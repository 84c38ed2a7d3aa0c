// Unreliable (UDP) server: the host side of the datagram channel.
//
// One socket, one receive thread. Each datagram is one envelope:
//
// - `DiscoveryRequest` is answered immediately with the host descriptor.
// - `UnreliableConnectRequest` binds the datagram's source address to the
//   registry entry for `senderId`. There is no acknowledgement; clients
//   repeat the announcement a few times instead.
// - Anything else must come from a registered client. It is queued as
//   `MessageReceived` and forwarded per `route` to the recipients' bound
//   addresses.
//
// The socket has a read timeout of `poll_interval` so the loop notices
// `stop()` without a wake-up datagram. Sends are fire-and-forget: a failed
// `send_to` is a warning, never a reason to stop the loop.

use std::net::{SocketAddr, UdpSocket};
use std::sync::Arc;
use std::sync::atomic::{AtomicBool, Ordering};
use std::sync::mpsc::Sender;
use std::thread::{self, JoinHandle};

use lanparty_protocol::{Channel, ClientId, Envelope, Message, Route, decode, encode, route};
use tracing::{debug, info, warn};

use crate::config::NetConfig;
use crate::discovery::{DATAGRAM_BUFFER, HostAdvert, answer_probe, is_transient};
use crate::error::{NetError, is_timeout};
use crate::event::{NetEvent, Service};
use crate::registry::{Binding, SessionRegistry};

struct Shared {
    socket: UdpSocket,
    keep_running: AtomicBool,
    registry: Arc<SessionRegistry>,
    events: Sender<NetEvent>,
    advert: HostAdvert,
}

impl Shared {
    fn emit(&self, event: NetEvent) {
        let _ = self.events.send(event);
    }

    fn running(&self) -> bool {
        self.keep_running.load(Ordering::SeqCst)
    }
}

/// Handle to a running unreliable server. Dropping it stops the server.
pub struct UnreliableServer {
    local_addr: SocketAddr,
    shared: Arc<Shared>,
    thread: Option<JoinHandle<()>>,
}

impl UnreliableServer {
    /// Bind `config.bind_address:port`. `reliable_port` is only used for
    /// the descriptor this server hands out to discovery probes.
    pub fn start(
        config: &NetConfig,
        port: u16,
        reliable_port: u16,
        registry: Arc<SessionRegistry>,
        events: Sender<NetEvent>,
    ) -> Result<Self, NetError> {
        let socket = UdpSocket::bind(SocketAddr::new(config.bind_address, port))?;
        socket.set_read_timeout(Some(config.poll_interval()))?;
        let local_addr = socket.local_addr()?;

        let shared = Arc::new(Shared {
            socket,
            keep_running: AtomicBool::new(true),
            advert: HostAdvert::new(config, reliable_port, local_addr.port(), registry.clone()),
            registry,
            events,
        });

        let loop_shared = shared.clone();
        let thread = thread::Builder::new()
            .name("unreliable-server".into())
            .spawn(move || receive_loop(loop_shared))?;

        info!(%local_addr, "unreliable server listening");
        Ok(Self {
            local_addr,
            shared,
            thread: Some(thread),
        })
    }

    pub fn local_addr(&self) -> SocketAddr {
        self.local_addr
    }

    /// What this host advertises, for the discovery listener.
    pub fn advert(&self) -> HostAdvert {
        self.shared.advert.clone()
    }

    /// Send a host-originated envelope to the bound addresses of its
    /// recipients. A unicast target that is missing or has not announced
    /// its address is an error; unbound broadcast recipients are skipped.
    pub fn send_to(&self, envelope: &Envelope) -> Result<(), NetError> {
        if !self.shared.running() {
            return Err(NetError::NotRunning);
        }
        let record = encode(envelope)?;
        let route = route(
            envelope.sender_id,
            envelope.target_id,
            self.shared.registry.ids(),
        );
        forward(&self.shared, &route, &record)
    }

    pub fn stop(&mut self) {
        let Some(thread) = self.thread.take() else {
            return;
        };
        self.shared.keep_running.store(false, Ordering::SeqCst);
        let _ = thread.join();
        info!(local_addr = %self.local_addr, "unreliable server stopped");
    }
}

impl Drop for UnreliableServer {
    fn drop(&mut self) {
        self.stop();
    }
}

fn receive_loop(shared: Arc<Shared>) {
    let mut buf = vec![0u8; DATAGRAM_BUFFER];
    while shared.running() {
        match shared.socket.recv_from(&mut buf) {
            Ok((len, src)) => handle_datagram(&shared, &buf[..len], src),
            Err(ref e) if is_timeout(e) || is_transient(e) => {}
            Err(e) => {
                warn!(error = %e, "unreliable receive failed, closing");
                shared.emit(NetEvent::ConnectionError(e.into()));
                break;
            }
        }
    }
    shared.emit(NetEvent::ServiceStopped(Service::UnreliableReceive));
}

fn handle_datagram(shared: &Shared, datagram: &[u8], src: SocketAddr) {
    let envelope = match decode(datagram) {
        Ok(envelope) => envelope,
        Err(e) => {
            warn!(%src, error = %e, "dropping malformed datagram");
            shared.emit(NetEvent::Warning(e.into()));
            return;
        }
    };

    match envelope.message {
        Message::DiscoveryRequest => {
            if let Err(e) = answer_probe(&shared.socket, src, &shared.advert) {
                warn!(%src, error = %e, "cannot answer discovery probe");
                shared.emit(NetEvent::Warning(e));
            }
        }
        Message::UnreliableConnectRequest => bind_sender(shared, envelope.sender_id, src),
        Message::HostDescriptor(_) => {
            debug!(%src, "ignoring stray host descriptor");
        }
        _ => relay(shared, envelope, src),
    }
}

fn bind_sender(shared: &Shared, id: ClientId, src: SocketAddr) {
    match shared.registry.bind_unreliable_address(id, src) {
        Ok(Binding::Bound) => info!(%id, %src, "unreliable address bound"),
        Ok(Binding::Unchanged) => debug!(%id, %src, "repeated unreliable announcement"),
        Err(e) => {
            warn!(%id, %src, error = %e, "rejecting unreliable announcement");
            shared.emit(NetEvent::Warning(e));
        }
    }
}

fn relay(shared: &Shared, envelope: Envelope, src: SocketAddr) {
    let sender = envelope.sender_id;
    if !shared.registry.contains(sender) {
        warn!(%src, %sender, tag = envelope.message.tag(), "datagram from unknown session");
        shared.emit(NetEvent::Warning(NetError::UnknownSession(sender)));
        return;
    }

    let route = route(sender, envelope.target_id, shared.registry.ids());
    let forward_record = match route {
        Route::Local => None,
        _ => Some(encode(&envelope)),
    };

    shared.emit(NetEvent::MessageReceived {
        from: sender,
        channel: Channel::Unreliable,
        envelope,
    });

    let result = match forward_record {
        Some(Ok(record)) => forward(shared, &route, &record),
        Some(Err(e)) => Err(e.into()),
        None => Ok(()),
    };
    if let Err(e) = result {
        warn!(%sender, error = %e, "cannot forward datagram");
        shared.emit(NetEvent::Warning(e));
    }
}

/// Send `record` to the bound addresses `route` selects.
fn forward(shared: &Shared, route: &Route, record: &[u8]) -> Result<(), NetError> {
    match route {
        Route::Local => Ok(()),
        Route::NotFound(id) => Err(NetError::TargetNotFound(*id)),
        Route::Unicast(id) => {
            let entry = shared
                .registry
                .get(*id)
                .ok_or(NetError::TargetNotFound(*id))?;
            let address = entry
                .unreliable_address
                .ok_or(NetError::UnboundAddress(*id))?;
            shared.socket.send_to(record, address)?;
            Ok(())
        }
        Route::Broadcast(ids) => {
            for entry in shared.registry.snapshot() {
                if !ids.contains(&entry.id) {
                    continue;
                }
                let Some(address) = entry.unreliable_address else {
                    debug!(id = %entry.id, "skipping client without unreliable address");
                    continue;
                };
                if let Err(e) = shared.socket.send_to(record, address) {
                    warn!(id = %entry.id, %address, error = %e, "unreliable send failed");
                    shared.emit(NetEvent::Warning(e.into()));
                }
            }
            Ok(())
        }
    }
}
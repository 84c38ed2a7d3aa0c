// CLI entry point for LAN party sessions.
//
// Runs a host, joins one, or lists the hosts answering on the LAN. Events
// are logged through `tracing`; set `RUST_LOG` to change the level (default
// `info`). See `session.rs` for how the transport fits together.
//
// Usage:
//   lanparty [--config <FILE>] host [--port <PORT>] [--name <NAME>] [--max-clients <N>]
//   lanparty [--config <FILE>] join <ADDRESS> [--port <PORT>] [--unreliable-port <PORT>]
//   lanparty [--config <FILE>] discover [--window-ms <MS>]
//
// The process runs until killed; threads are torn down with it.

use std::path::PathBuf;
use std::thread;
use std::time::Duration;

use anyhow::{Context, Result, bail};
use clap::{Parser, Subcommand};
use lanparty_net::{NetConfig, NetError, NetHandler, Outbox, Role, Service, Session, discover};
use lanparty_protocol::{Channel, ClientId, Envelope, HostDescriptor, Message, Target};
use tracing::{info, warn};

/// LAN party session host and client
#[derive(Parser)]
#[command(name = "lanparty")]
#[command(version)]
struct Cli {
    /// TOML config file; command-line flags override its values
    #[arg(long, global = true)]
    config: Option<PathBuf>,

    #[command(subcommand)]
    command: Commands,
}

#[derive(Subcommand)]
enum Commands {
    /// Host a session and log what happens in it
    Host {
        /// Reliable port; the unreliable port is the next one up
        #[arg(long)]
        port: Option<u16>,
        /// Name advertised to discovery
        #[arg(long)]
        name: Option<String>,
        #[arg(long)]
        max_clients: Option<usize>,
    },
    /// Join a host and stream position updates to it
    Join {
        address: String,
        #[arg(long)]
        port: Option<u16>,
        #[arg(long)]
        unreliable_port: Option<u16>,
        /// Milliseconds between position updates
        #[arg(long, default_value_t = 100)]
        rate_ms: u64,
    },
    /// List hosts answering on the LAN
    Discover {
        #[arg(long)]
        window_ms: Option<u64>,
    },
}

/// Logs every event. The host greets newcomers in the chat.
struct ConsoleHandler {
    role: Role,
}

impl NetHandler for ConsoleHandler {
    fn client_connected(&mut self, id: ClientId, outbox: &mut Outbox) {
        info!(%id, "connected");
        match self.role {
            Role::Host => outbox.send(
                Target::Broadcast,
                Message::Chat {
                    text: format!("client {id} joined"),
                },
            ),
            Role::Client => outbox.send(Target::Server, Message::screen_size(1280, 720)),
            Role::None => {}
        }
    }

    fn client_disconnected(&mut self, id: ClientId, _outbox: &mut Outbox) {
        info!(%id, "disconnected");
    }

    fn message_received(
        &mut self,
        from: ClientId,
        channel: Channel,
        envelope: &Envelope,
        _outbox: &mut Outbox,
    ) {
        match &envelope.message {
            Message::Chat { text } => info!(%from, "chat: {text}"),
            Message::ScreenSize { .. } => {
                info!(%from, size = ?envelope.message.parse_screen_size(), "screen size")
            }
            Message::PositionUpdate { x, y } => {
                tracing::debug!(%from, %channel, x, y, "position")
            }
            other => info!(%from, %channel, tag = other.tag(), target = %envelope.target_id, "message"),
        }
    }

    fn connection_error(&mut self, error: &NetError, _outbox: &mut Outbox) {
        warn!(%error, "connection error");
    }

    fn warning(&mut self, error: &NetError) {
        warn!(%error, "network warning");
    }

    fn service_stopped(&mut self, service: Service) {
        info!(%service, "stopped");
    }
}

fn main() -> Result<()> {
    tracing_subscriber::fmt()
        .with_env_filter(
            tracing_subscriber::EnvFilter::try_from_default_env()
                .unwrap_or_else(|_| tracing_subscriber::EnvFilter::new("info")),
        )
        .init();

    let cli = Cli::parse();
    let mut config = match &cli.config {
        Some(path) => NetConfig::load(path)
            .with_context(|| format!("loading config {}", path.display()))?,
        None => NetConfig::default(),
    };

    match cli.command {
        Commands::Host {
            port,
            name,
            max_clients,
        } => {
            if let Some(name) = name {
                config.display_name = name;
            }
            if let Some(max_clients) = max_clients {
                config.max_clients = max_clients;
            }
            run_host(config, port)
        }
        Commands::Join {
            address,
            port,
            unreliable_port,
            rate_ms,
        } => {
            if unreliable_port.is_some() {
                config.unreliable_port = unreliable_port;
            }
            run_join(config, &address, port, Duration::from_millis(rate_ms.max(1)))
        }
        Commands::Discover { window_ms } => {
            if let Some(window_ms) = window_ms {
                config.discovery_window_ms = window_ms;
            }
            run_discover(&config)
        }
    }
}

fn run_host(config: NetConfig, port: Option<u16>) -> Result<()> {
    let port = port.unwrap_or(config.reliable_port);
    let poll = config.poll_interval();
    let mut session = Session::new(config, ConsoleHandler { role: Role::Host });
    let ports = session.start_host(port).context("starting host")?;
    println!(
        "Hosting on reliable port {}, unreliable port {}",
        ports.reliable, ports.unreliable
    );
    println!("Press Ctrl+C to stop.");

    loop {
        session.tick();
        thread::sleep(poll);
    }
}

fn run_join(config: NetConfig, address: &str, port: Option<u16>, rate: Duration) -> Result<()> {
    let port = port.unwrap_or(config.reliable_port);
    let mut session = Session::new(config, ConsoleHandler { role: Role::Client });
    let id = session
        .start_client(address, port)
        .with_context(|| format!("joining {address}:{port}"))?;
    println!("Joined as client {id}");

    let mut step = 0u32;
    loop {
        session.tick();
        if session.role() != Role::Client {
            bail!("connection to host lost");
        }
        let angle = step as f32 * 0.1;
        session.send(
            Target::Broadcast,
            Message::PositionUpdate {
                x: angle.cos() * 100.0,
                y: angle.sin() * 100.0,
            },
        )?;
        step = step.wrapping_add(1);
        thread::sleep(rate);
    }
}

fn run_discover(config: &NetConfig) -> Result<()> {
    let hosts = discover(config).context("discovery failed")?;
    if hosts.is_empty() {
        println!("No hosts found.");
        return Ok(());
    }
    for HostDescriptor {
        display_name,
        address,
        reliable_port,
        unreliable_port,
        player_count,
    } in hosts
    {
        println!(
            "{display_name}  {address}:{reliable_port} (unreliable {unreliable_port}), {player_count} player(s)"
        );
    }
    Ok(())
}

--

What is needed -
Quote the data above from the line containing "-> Result<Self, NetError>" to the line containing "let loop_shared = shared.clone();", inclusive, and stop.

Output below -
    ) -> Result<Self, NetError> {
        let socket = UdpSocket::bind(SocketAddr::new(config.bind_address, port))?;
        socket.set_read_timeout(Some(config.poll_interval()))?;
        let local_addr = socket.local_addr()?;

        let shared = Arc::new(Shared {
            socket,
            keep_running: AtomicBool::new(true),
            advert: HostAdvert::new(config, reliable_port, local_addr.port(), registry.clone()),
            registry,
            events,
        });

        let loop_shared = shared.clone();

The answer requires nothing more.